• [TASK STATEMENT]: Give back the entries verbatim.

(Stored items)
+++++
//! 에러 타입 — 도메인별 에러 정의

use std::time::Duration;

/// chartcheck 최상위 에러 타입
#[derive(Debug, thiserror::Error)]
pub enum HarnessError {
    /// 설정 관련 에러
    #[error("config error: {0}")]
    Config(#[from] ConfigError),

    /// 외부 명령 실행 에러
    #[error("command error: {0}")]
    Command(#[from] CommandError),

    /// 재시도 루프 에러
    #[error("retry error: {0}")]
    Retry(#[from] RetryError),

    /// 클러스터 작업 에러 (kubectl / helm)
    #[error("cluster error: {0}")]
    Cluster(String),

    /// 배포된 서비스 검증 실패
    #[error("verification failed: {0}")]
    Verification(String),

    /// I/O 에러
    #[error("io error: {0}")]
    Io(#[from] std::io::Error),
}

/// 설정 관련 에러
#[derive(Debug, thiserror::Error)]
pub enum ConfigError {
    /// 설정 파일을 찾을 수 없음
    #[error("config file not found: {path}")]
    FileNotFound { path: String },

    /// 설정 파싱 실패
    #[error("failed to parse config: {reason}")]
    ParseFailed { reason: String },

    /// 유효하지 않은 설정 값
    #[error("invalid config value for '{field}': {reason}")]
    InvalidValue { field: String, reason: String },
}

/// 외부 명령 실행 에러
#[derive(Debug, thiserror::Error)]
pub enum CommandError {
    /// 프로세스 시작 실패 (바이너리 없음, 권한 등)
    #[error("failed to spawn '{command}': {reason}")]
    Spawn { command: String, reason: String },

    /// 0이 아닌 종료 코드
    #[error("'{command}' exited with {status}")]
    Failed {
        command: String,
        status: String,
        /// stdout + stderr 합친 출력
        output: String,
    },

    /// 출력 디코딩 실패
    #[error("invalid output from '{command}': {reason}")]
    InvalidOutput { command: String, reason: String },
}

impl CommandError {
    /// 실패한 명령의 출력을 반환합니다. 출력이 없는 변형은 빈 문자열입니다.
    pub fn output(&self) -> &str {
        match self {
            Self::Failed { output, .. } => output,
            Self::Spawn { .. } | Self::InvalidOutput { .. } => "",
        }
    }
}

/// 재시도 루프 에러
#[derive(Debug, thiserror::Error)]
pub enum RetryError {
    /// 최대 재시도 횟수 초과
    #[error("'{description}' unsuccessful after {max_retries} retries (sleep {sleep:?}): {last_error}")]
    MaxRetriesExceeded {
        description: String,
        max_retries: u32,
        sleep: Duration,
        last_error: String,
    },

    /// 재시도하지 않고 즉시 중단해야 하는 에러
    #[error("'{description}' aborted: {reason}")]
    Fatal { description: String, reason: String },
}
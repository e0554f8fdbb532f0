//! Manage Helm releases.

use std::collections::BTreeMap;
use std::path::PathBuf;

use chartcheck_core::ShellCommand;
use tracing::info;

use crate::K8sError;
use crate::lifecycle::{self, CommandToBuild, Manager};
use crate::options::KubectlOptions;

/// Options passed to every `helm` call for one release.
#[derive(Debug, Clone, Default)]
pub struct HelmOptions {
    /// Cluster access; the namespace is the release namespace.
    pub kubectl: KubectlOptions,
    /// `--set key=value` overrides, rendered in key order.
    pub set_values: BTreeMap<String, String>,
    /// `-f FILE` values files.
    pub values_files: Vec<PathBuf>,
    /// Extra arguments appended to `helm install`.
    pub extra_args: Vec<String>,
}

impl HelmOptions {
    pub fn new(kubectl: KubectlOptions) -> Self {
        Self {
            kubectl,
            ..Self::default()
        }
    }

    pub fn with_set_values(mut self, values: BTreeMap<String, String>) -> Self {
        self.set_values = values;
        self
    }

    /// `--namespace`, `--kube-context`, `--kubeconfig`. Helm names the context
    /// flag differently from kubectl.
    fn global_args(&self) -> Vec<String> {
        let mut args = Vec::new();
        if let Some(namespace) = &self.kubectl.namespace {
            args.push("--namespace".to_owned());
            args.push(namespace.clone());
        }
        if let Some(context) = &self.kubectl.context {
            args.push("--kube-context".to_owned());
            args.push(context.clone());
        }
        if let Some(path) = &self.kubectl.config_path {
            args.push("--kubeconfig".to_owned());
            args.push(path.clone());
        }
        args
    }
}

/// Parameters required to build `helm` commands to manage one release.
#[derive(Debug)]
pub struct CommandBuilder {
    options: HelmOptions,
    chart: String,
    release_name: String,
}

impl CommandBuilder {
    pub fn release_name(&self) -> &str {
        &self.release_name
    }
}

impl lifecycle::CommandBuilder for CommandBuilder {
    fn build(&self, command_to_build: CommandToBuild) -> ShellCommand {
        let mut command = ShellCommand::new("helm");
        match command_to_build {
            CommandToBuild::Up => {
                command = command
                    .args(["install", self.release_name.as_str(), self.chart.as_str()])
                    .args(self.options.global_args());
                for file in &self.options.values_files {
                    command = command.arg("-f").arg(file.to_string_lossy());
                }
                for (key, value) in &self.options.set_values {
                    command = command.arg("--set").arg(format!("{key}={value}"));
                }
                command.args(self.options.extra_args.iter().cloned())
            }
            CommandToBuild::Down => command
                .args(["delete", self.release_name.as_str()])
                .args(self.options.global_args()),
        }
    }

    fn describe(&self) -> String {
        format!("release/{}", self.release_name)
    }
}

/// Create a new [`Manager`] for a release of `chart`. Nothing runs until `up`.
pub fn manager(options: HelmOptions, chart: &str, release_name: &str) -> Manager<CommandBuilder> {
    Manager::new(CommandBuilder {
        options,
        chart: chart.to_owned(),
        release_name: release_name.to_owned(),
    })
}

/// `helm install` the chart and return the manager that deletes the release on drop.
pub async fn install(
    options: HelmOptions,
    chart: &str,
    release_name: &str,
) -> Result<Manager<CommandBuilder>, K8sError> {
    info!(
        chart,
        release = release_name,
        namespace = options.kubectl.namespace_or_default(),
        values = options.set_values.len(),
        "installing helm chart"
    );
    let mut manager = manager(options, chart, release_name);
    manager.up().await?;
    Ok(manager)
}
+++++
• [RESPONSE]:
//! 에러 타입 — 도메인별 에러 정의

use std::time::Duration;

/// chartcheck 최상위 에러 타입
#[derive(Debug, thiserror::Error)]
pub enum HarnessError {
    /// 설정 관련 에러
    #[error("config error: {0}")]
    Config(#[from] ConfigError),

    /// 외부 명령 실행 에러
    #[error("command error: {0}")]
    Command(#[from] CommandError),

    /// 재시도 루프 에러
    #[error("retry error: {0}")]
    Retry(#[from] RetryError),

    /// 클러스터 작업 에러 (kubectl / helm)
    #[error("cluster error: {0}")]
    Cluster(String),

    /// 배포된 서비스 검증 실패
    #[error("verification failed: {0}")]
    Verification(String),

    /// I/O 에러
    #[error("io error: {0}")]
    Io(#[from] std::io::Error),
}

/// 설정 관련 에러
#[derive(Debug, thiserror::Error)]
pub enum ConfigError {
    /// 설정 파일을 찾을 수 없음
    #[error("config file not found: {path}")]
    FileNotFound { path: String },

    /// 설정 파싱 실패
    #[error("failed to parse config: {reason}")]
    ParseFailed { reason: String },

    /// 유효하지 않은 설정 값
    #[error("invalid config value for '{field}': {reason}")]
    InvalidValue { field: String, reason: String },
}

/// 외부 명령 실행 에러
#[derive(Debug, thiserror::Error)]
pub enum CommandError {
    /// 프로세스 시작 실패 (바이너리 없음, 권한 등)
    #[error("failed to spawn '{command}': {reason}")]
    Spawn { command: String, reason: String },

    /// 0이 아닌 종료 코드
    #[error("'{command}' exited with {status}")]
    Failed {
        command: String,
        status: String,
        /// stdout + stderr 합친 출력
        output: String,
    },

    /// 출력 디코딩 실패
    #[error("invalid output from '{command}': {reason}")]
    InvalidOutput { command: String, reason: String },
}

impl CommandError {
    /// 실패한 명령의 출력을 반환합니다. 출력이 없는 변형은 빈 문자열입니다.
    pub fn output(&self) -> &str {
        match self {
            Self::Failed { output, .. } => output,
            Self::Spawn { .. } | Self::InvalidOutput { .. } => "",
        }
    }
}

/// 재시도 루프 에러
#[derive(Debug, thiserror::Error)]
pub enum RetryError {
    /// 최대 재시도 횟수 초과
    #[error("'{description}' unsuccessful after {max_retries} retries (sleep {sleep:?}): {last_error}")]
    MaxRetriesExceeded {
        description: String,
        max_retries: u32,
        sleep: Duration,
        last_error: String,
    },

    /// 재시도하지 않고 즉시 중단해야 하는 에러
    #[error("'{description}' aborted: {reason}")]
    Fatal { description: String, reason: String },
}
repository e0554f8fdbb532f0
//! Manage Helm releases.

use std::collections::BTreeMap;
use std::path::PathBuf;

use chartcheck_core::ShellCommand;
use tracing::info;

use crate::K8sError;
use crate::lifecycle::{self, CommandToBuild, Manager};
use crate::options::KubectlOptions;

/// Options passed to every `helm` call for one release.
#[derive(Debug, Clone, Default)]
pub struct HelmOptions {
    /// Cluster access; the namespace is the release namespace.
    pub kubectl: KubectlOptions,
    /// `--set key=value` overrides, rendered in key order.
    pub set_values: BTreeMap<String, String>,
    /// `-f FILE` values files.
    pub values_files: Vec<PathBuf>,
    /// Extra arguments appended to `helm install`.
    pub extra_args: Vec<String>,
}

impl HelmOptions {
    pub fn new(kubectl: KubectlOptions) -> Self {
        Self {
            kubectl,
            ..Self::default()
        }
    }

    pub fn with_set_values(mut self, values: BTreeMap<String, String>) -> Self {
        self.set_values = values;
        self
    }

    /// `--namespace`, `--kube-context`, `--kubeconfig`. Helm names the context
    /// flag differently from kubectl.
    fn global_args(&self) -> Vec<String> {
        let mut args = Vec::new();
        if let Some(namespace) = &self.kubectl.namespace {
            args.push("--namespace".to_owned());
            args.push(namespace.clone());
        }
        if let Some(context) = &self.kubectl.context {
            args.push("--kube-context".to_owned());
            args.push(context.clone());
        }
        if let Some(path) = &self.kubectl.config_path {
            args.push("--kubeconfig".to_owned());
            args.push(path.clone());
        }
        args
    }
}

/// Parameters required to build `helm` commands to manage one release.
#[derive(Debug)]
pub struct CommandBuilder {
    options: HelmOptions,
    chart: String,
    release_name: String,
}

impl CommandBuilder {
    pub fn release_name(&self) -> &str {
        &self.release_name
    }
}

impl lifecycle::CommandBuilder for CommandBuilder {
    fn build(&self, command_to_build: CommandToBuild) -> ShellCommand {
        let mut command = ShellCommand::new("helm");
        match command_to_build {
            CommandToBuild::Up => {
                command = command
                    .args(["install", self.release_name.as_str(), self.chart.as_str()])
                    .args(self.options.global_args());
                for file in &self.options.values_files {
                    command = command.arg("-f").arg(file.to_string_lossy());
                }
                for (key, value) in &self.options.set_values {
                    command = command.arg("--set").arg(format!("{key}={value}"));
                }
                command.args(self.options.extra_args.iter().cloned())
            }
            CommandToBuild::Down => command
                .args(["delete", self.release_name.as_str()])
                .args(self.options.global_args()),
        }
    }

    fn describe(&self) -> String {
        format!("release/{}", self.release_name)
    }
}

/// Create a new [`Manager`] for a release of `chart`. Nothing runs until `up`.
pub fn manager(options: HelmOptions, chart: &str, release_name: &str) -> Manager<CommandBuilder> {
    Manager::new(CommandBuilder {
        options,
        chart: chart.to_owned(),
        release_name: release_name.to_owned(),
    })
}

/// `helm install` the chart and return the manager that deletes the release on drop.
pub async fn install(
    options: HelmOptions,
    chart: &str,
    release_name: &str,
) -> Result<Manager<CommandBuilder>, K8sError> {
    info!(
        chart,
        release = release_name,
        namespace = options.kubectl.namespace_or_default(),
        values = options.set_values.len(),
        "installing helm chart"
    );
    let mut manager = manager(options, chart, release_name);
    manager.up().await?;
    Ok(manager)
}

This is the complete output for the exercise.